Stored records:
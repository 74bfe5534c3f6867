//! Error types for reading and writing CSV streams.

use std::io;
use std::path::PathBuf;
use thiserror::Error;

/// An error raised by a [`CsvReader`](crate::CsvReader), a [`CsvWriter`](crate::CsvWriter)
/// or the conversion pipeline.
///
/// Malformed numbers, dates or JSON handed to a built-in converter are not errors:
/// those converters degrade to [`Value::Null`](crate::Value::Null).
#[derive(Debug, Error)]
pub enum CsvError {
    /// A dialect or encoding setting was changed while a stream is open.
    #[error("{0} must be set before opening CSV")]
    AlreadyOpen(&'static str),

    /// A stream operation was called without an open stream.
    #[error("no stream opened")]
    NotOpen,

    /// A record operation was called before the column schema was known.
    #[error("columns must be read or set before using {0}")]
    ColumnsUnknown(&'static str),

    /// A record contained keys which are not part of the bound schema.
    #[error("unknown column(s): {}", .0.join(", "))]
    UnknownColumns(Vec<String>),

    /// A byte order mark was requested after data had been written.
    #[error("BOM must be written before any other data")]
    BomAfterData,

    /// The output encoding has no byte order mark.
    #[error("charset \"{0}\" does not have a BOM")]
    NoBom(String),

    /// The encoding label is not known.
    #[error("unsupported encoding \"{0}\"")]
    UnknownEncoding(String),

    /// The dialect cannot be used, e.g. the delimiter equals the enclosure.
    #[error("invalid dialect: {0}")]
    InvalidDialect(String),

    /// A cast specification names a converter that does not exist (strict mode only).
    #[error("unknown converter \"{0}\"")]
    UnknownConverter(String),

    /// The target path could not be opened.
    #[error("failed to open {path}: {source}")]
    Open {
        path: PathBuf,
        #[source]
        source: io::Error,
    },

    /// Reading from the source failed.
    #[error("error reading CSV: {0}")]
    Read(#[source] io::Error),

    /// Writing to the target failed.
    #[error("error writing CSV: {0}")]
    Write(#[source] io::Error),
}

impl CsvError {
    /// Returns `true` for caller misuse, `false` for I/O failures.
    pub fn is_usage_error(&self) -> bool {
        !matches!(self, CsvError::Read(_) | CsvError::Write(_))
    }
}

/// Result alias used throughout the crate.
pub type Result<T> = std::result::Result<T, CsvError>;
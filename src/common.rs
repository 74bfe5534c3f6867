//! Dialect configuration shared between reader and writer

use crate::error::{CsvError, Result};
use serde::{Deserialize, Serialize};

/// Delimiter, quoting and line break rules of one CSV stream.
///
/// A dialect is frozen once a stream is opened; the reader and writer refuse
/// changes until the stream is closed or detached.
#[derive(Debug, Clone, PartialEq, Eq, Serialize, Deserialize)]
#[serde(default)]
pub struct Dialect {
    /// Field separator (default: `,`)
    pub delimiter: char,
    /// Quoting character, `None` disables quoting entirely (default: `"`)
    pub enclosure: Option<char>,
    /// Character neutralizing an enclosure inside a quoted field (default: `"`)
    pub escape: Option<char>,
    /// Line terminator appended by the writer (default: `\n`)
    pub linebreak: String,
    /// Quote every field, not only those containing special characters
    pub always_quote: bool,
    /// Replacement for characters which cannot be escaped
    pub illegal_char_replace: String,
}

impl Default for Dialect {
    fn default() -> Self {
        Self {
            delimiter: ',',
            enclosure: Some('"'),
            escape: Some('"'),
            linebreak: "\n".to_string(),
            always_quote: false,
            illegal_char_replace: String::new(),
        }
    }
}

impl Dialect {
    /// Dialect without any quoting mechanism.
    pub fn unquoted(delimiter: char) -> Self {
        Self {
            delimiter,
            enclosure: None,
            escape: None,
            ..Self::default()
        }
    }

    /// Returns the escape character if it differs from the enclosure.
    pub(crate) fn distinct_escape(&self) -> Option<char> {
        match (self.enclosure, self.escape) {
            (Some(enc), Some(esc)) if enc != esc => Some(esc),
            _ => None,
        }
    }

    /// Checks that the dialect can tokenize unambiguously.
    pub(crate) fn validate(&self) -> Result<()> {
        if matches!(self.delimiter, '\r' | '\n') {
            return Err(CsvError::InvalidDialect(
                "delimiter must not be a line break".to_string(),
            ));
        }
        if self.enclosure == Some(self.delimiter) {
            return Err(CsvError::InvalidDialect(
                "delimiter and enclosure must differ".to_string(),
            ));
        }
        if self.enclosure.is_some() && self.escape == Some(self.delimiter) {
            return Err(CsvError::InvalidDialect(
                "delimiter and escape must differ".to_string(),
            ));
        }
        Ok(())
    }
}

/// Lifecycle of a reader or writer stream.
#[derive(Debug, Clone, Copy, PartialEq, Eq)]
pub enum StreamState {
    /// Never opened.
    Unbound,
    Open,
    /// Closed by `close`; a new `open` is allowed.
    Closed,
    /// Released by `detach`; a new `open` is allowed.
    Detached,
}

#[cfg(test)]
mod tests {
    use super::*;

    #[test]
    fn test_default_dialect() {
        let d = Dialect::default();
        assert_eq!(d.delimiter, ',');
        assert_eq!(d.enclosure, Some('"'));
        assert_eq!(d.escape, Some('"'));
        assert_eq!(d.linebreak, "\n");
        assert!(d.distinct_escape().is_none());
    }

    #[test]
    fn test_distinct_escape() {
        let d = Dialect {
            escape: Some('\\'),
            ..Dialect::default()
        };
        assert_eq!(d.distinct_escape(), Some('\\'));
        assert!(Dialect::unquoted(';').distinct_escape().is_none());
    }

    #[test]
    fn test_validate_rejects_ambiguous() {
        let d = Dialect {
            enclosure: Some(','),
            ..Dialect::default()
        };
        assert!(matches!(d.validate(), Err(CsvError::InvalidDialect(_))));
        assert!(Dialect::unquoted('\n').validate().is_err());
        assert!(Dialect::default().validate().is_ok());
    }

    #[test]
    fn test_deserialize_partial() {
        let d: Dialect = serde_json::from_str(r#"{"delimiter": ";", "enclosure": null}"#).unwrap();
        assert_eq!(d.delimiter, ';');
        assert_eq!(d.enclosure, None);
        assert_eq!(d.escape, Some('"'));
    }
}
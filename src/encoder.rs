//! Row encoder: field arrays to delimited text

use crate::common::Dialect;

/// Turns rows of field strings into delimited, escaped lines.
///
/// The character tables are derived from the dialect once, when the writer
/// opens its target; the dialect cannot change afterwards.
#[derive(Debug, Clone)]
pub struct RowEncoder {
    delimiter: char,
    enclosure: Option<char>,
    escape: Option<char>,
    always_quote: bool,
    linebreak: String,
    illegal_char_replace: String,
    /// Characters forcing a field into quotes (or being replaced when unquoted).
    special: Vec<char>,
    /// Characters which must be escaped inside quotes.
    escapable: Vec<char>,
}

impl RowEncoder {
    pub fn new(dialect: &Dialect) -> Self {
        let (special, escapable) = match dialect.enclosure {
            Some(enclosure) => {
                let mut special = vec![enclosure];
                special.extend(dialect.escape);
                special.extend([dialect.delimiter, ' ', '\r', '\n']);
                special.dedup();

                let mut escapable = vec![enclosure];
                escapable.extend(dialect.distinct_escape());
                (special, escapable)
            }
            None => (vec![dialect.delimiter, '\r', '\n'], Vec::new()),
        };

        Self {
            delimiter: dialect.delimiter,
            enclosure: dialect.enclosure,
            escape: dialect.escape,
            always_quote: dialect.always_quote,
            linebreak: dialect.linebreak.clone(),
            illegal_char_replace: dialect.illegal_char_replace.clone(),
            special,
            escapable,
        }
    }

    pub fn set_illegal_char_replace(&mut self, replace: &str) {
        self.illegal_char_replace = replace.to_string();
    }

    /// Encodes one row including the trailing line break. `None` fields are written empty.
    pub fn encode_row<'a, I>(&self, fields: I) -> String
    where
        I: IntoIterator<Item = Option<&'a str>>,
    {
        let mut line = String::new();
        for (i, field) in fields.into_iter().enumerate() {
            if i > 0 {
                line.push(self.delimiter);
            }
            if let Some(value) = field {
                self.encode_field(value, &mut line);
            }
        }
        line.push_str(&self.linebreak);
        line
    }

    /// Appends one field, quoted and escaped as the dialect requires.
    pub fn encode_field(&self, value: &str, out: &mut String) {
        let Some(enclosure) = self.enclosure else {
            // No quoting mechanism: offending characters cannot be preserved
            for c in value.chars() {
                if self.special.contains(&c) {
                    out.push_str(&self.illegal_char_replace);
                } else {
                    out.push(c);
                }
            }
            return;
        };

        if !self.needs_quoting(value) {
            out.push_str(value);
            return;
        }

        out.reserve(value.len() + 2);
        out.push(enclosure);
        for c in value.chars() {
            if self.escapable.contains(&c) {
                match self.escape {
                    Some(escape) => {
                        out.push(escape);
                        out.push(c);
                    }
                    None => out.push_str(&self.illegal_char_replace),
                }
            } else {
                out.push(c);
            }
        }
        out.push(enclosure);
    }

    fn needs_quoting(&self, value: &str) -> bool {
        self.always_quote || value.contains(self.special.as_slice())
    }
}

## What the exercise asks
Your answer should be exactly the lines of the data above, from the first through the line containing "must be written".

## Expected answer
repository 74bfe5534c3f6867
//! Error types for reading and writing CSV streams.

use std::io;
use std::path::PathBuf;
use thiserror::Error;

/// An error raised by a [`CsvReader`](crate::CsvReader), a [`CsvWriter`](crate::CsvWriter)
/// or the conversion pipeline.
///
/// Malformed numbers, dates or JSON handed to a built-in converter are not errors:
/// those converters degrade to [`Value::Null`](crate::Value::Null).
#[derive(Debug, Error)]
pub enum CsvError {
    /// A dialect or encoding setting was changed while a stream is open.
    #[error("{0} must be set before opening CSV")]
    AlreadyOpen(&'static str),

    /// A stream operation was called without an open stream.
    #[error("no stream opened")]
    NotOpen,

    /// A record operation was called before the column schema was known.
    #[error("columns must be read or set before using {0}")]
    ColumnsUnknown(&'static str),

    /// A record contained keys which are not part of the bound schema.
    #[error("unknown column(s): {}", .0.join(", "))]
    UnknownColumns(Vec<String>),

    /// A byte order mark was requested after data had been written.
    #[error("BOM must be written before any other data")]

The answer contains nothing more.